BUIP006: Blocktorrent – a torrent-style block data transport
Proposer: freetrader
Submitted: 2016-01-07
Status: closed
Revision: 0
Background
On the bitcoin-dev mailing list, Jonathan Toomim proposed the "blocktorrent" concept to speed up new block propagation:
http://lists.linuxfoundation.org/pipermail/bitcoin-dev/2015-September/011176.html
A quick survey [1] on this forum showed strong interest for implementing such a mechanism in Bitcoin Unlimited due to potential improvement in block propagation speeds.
Especially when faced with the future scenario of larger block sizes and under certain adverse network conditions existing today (packet/connection loss), the current protocol may be significantly out-performed by a more fine-grained p2p algorithm.

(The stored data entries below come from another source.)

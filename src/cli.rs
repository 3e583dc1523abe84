//! CLI definition and dispatch.

use clap::{Parser, Subcommand, ValueEnum};
use std::fs;
use std::path::PathBuf;
use std::process::ExitCode;

use crate::adapters::csv_adapter::CsvPriceAdapter;
use crate::adapters::file_config_adapter::FileConfigAdapter;
use crate::adapters::json_report_adapter::JsonReportAdapter;
use crate::adapters::score_adapter::{MaSignalScorer, MomentumScorer};
use crate::adapters::svg_chart::generate_equity_svg;
use crate::domain::backtest::{BacktestResult, run_backtest};
use crate::domain::cancel::CancelFlag;
use crate::domain::config_validation::{
    RunConfig, ScoringConfig, ScoringMethod, build_run_config, validate_run_config,
};
use crate::domain::error::QubotraderError;
use crate::domain::metrics::{Metrics, calculate_metrics};
use crate::domain::optimizer::{DailySelections, compute_daily_selections};
use crate::domain::price::PriceTable;
use crate::domain::solver::{Solver, SolverChoice};
use crate::ports::price_port::PriceSource;
use crate::ports::report_port::{ReportPort, RunReport};
use crate::ports::score_port::ScoreProvider;

#[derive(Parser, Debug)]
#[command(name = "qubotrader", about = "Walk-forward portfolio selection backtester")]
pub struct Cli {
    #[command(subcommand)]
    pub command: Command,
}

#[derive(Subcommand, Debug)]
pub enum Command {
    /// Run a walk-forward backtest
    Backtest {
        #[arg(short, long)]
        config: PathBuf,
        #[arg(short, long)]
        prices: PathBuf,
        /// Results JSON path
        #[arg(short, long)]
        output: Option<PathBuf>,
        /// Equity curve SVG path
        #[arg(long)]
        chart: Option<PathBuf>,
        #[arg(long, value_enum)]
        solver: Option<SolverArg>,
        #[arg(long)]
        seed: Option<u64>,
        /// Carry prices forward over gaps
        #[arg(long)]
        forward_fill: bool,
    },
    /// Run the exact and approximate solvers on the same inputs
    Compare {
        #[arg(short, long)]
        config: PathBuf,
        #[arg(short, long)]
        prices: PathBuf,
        #[arg(long)]
        seed: Option<u64>,
        #[arg(long)]
        forward_fill: bool,
    },
    /// Validate a configuration file
    Validate {
        #[arg(short, long)]
        config: PathBuf,
    },
    /// Show price coverage per asset
    Info {
        #[arg(short, long)]
        prices: PathBuf,
    },
}

#[derive(ValueEnum, Clone, Copy, Debug, PartialEq, Eq)]
pub enum SolverArg {
    Exact,
    Approximate,
}

pub fn run(cli: Cli) -> ExitCode {
    match cli.command {
        Command::Backtest {
            config,
            prices,
            output,
            chart,
            solver,
            seed,
            forward_fill,
        } => run_backtest_command(
            &config,
            &prices,
            output.as_ref(),
            chart.as_ref(),
            solver,
            seed,
            forward_fill,
        ),
        Command::Compare {
            config,
            prices,
            seed,
            forward_fill,
        } => run_compare(&config, &prices, seed, forward_fill),
        Command::Validate { config } => run_validate(&config),
        Command::Info { prices } => run_info(&prices),
    }
}

pub fn load_config(path: &PathBuf) -> Result<FileConfigAdapter, ExitCode> {
    FileConfigAdapter::from_file(path).map_err(|e| {
        let err = QubotraderError::ConfigParse {
            file: path.display().to_string(),
            reason: e.to_string(),
        };
        eprintln!("error: {err}");
        ExitCode::from(&err)
    })
}

fn load_run_config(path: &PathBuf) -> Result<RunConfig, ExitCode> {
    eprintln!("Loading config from {}", path.display());
    let adapter = load_config(path)?;
    build_run_config(&adapter).map_err(|e| {
        eprintln!("error: {e}");
        ExitCode::from(&e)
    })
}

fn load_prices(path: &PathBuf, forward_fill: bool) -> Result<PriceTable, ExitCode> {
    eprintln!("Loading prices from {}", path.display());
    CsvPriceAdapter::new(path.clone())
        .with_forward_fill(forward_fill)
        .load_prices()
        .map_err(|e| {
            eprintln!("error: {e}");
            ExitCode::from(&e)
        })
}

/// Apply `--solver` / `--seed` on top of the configured solver.
pub fn apply_solver_overrides(
    configured: SolverChoice,
    solver: Option<SolverArg>,
    seed: Option<u64>,
) -> SolverChoice {
    let (reads, sweeps, configured_seed) = match configured {
        SolverChoice::Approximate {
            seed,
            reads,
            sweeps,
        } => (reads, sweeps, seed),
        SolverChoice::Exact => (16, 200, 42),
    };
    let approximate = SolverChoice::Approximate {
        seed: seed.unwrap_or(configured_seed),
        reads,
        sweeps,
    };
    match (solver, configured) {
        (Some(SolverArg::Exact), _) => SolverChoice::Exact,
        (Some(SolverArg::Approximate), _) | (None, SolverChoice::Approximate { .. }) => approximate,
        (None, SolverChoice::Exact) => SolverChoice::Exact,
    }
}

pub fn build_scorer(scoring: &ScoringConfig) -> Box<dyn ScoreProvider> {
    match scoring.method {
        ScoringMethod::Momentum => Box::new(MomentumScorer {
            window: scoring.window,
        }),
        ScoringMethod::MaSignal => Box::new(MaSignalScorer {
            window: scoring.window,
        }),
    }
}

/// Outputs of one selection + accounting run.
#[derive(Debug, Clone)]
pub struct RunOutcome {
    pub selections: DailySelections,
    pub result: BacktestResult,
    pub metrics: Metrics,
}

/// Phase 1 (parallel selection) followed by phase 2 (sequential accounting).
///
/// Accounting starts at the first decision row; warm-up rows are not part of
/// the equity curve.
pub fn run_pipeline(
    prices: &PriceTable,
    config: &RunConfig,
    scorer: &dyn ScoreProvider,
    solver: &dyn Solver,
    cancel: Option<&CancelFlag>,
) -> Result<RunOutcome, QubotraderError> {
    let selections = compute_daily_selections(prices, scorer, &config.optimizer, solver, cancel);
    let traded = prices.window(config.optimizer.warmup_days, prices.len().saturating_sub(1));
    let result = run_backtest(
        &traded,
        &selections.choices(),
        config.initial_capital,
        &config.costs,
        cancel,
    )?;
    let metrics = calculate_metrics(&result.equity_curve, config.risk_free_rate);
    Ok(RunOutcome {
        selections,
        result,
        metrics,
    })
}

fn run_backtest_command(
    config_path: &PathBuf,
    prices_path: &PathBuf,
    output_path: Option<&PathBuf>,
    chart_path: Option<&PathBuf>,
    solver_arg: Option<SolverArg>,
    seed: Option<u64>,
    forward_fill: bool,
) -> ExitCode {
    // Stage 1: Load and validate config
    let mut config = match load_run_config(config_path) {
        Ok(c) => c,
        Err(code) => return code,
    };
    config.solver = apply_solver_overrides(config.solver, solver_arg, seed);

    // Stage 2: Load prices
    let prices = match load_prices(prices_path, forward_fill || config.forward_fill) {
        Ok(p) => p,
        Err(code) => return code,
    };
    if prices.is_empty() {
        eprintln!("error: price file has no rows");
        return ExitCode::from(4);
    }

    // Stage 3: Select and simulate
    let scorer = build_scorer(&config.scoring);
    let solver = config.solver.build();
    eprintln!(
        "Running backtest: {} assets, {} to {}, solver {}",
        prices.assets().len(),
        prices.dates()[0],
        prices.dates()[prices.len() - 1],
        config.solver.label()
    );
    let outcome = match run_pipeline(&prices, &config, scorer.as_ref(), solver.as_ref(), None) {
        Ok(o) => o,
        Err(e) => {
            eprintln!("error: {e}");
            return (&e).into();
        }
    };

    // Stage 4: Console summary
    print_summary(config.solver.label(), &outcome);

    // Stage 5: Results file and chart
    let output = output_path
        .cloned()
        .unwrap_or_else(|| PathBuf::from("results.json"));
    let report = RunReport {
        solver: config.solver.label(),
        metrics: &outcome.metrics,
        result: &outcome.result,
    };
    if let Err(e) = JsonReportAdapter::new().write(&report, &output.to_string_lossy()) {
        eprintln!("error: failed to write results: {e}");
        return (&e).into();
    }
    eprintln!("\nResults written to: {}", output.display());

    if let Some(chart) = chart_path {
        let svg = generate_equity_svg(&outcome.result.equity_curve);
        if let Err(e) = fs::write(chart, svg) {
            eprintln!("error: failed to write chart: {e}");
            return ExitCode::from(1);
        }
        eprintln!("Chart written to: {}", chart.display());
    }

    ExitCode::SUCCESS
}

fn print_summary(label: &str, outcome: &RunOutcome) {
    let metrics = &outcome.metrics;
    let stats = &outcome.result.trade_stats;
    eprintln!("\n=== Results ({label}) ===");
    eprintln!("Final Value:      {:.2}", metrics.final_value);
    eprintln!("Total Return:     {:.2}%", metrics.total_return_pct);
    eprintln!("Sharpe Ratio:     {:.2}", metrics.sharpe_ratio);
    eprintln!("Max Drawdown:     {:.2}%", metrics.max_drawdown_pct);
    eprintln!("Total Trades:     {}", stats.total_trades);
    eprintln!("Fees Paid:        {:.2}", stats.total_fees_paid);
    eprintln!("Slippage Cost:    {:.2}", stats.total_slippage_cost);
    let warnings = outcome.selections.warning_count() + outcome.result.day_warnings.len();
    if warnings > 0 {
        eprintln!("Warnings:         {}", warnings);
    }
    if outcome.selections.cancelled || outcome.result.cancelled {
        eprintln!("Run was cancelled; results are partial.");
    }
}

fn run_compare(
    config_path: &PathBuf,
    prices_path: &PathBuf,
    seed: Option<u64>,
    forward_fill: bool,
) -> ExitCode {
    let config = match load_run_config(config_path) {
        Ok(c) => c,
        Err(code) => return code,
    };
    let prices = match load_prices(prices_path, forward_fill || config.forward_fill) {
        Ok(p) => p,
        Err(code) => return code,
    };

    let scorer = build_scorer(&config.scoring);
    let choices = [
        SolverChoice::Exact,
        apply_solver_overrides(config.solver, Some(SolverArg::Approximate), seed),
    ];

    let mut outcomes = Vec::with_capacity(choices.len());
    for choice in &choices {
        let solver = choice.build();
        match run_pipeline(&prices, &config, scorer.as_ref(), solver.as_ref(), None) {
            Ok(o) => outcomes.push(o),
            Err(e) => {
                eprintln!("error: {e}");
                return (&e).into();
            }
        }
    }

    eprintln!("\n=== Solver Comparison ===");
    eprintln!("{:<18}{:>14}{:>14}", "", choices[0].label(), choices[1].label());
    let rows: [(&str, fn(&RunOutcome) -> f64); 6] = [
        ("Final Value", |o| o.metrics.final_value),
        ("Total Return %", |o| o.metrics.total_return_pct),
        ("Sharpe Ratio", |o| o.metrics.sharpe_ratio),
        ("Max Drawdown %", |o| o.metrics.max_drawdown_pct),
        ("Total Trades", |o| o.result.trade_stats.total_trades as f64),
        ("Fees Paid", |o| o.result.trade_stats.total_fees_paid),
    ];
    for (name, value) in rows {
        eprintln!("{:<18}{:>14.2}{:>14.2}", name, value(&outcomes[0]), value(&outcomes[1]));
    }

    let exact = outcomes[0].selections.choices();
    let approx = outcomes[1].selections.choices();
    let agree = exact
        .iter()
        .filter(|(date, chosen)| approx.get(*date) == Some(*chosen))
        .count();
    eprintln!("\nSelections agree on {} of {} days", agree, exact.len());

    ExitCode::SUCCESS
}

fn run_validate(config_path: &PathBuf) -> ExitCode {
    eprintln!("Validating config: {}", config_path.display());
    let adapter = match load_config(config_path) {
        Ok(a) => a,
        Err(code) => return code,
    };

    if let Err(e) = validate_run_config(&adapter) {
        eprintln!("error: {e}");
        return (&e).into();
    }

    eprintln!("Configuration is valid.");
    ExitCode::SUCCESS
}

fn run_info(prices_path: &PathBuf) -> ExitCode {
    let prices = match load_prices(prices_path, false) {
        Ok(p) => p,
        Err(code) => return code,
    };

    for asset in prices.assets() {
        match prices.coverage(asset) {
            Some((first, last, count)) => {
                println!("{}: {} prices, {} to {}", asset, count, first, last);
            }
            None => {
                eprintln!("{}: no data found", asset);
            }
        }
    }
    eprintln!("{} assets, {} dates", prices.assets().len(), prices.len());
    ExitCode::SUCCESS
}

The main problem with the current algorithm is that it requires a peer to have a full block before it can upload it to other peers. Breaking up blocks into smaller chunks and distributing these out of order in a Bittorrent-like fashion can potentially yield a great speed improvement.
Proposal
A torrent-style distribution of new block data (named 'blocktorrent) shall be implemented as an optional feature in addition to the existing p2p block distribution based on 'inv' and 'getdata' (henceforth referred to in this document as the 'standard p2p network protocol' - SPNP).
The proposed blocktorrent protocol shall be referred to in this document as 'blocktorrent p2p network protocol - BPNP.
BPNP shall be designed to augment the existing SPNP-based block propagation in cases where this is deemed beneficial from a propagation performance viewpoint (through configurable parameters describing block size and composition) or enforced by the node operator in lieu of SPNP.
It shall be possible to completely disable BPNP so that the client remains 100% compatible with implementations not supporting BPNP.
A peer shall be able to advertise its BPNP capabilities to other peers so that these can decide their optimal methods of exchanging data with it.
High level Design
As this document is a draft, what follows are provisional high-level design ideas for further discussion and elaboration.
The existing p2p network code shall be altered such that it if BPNP is enabled, a set of BPNP-capable peers is established and used based on settings to be decided.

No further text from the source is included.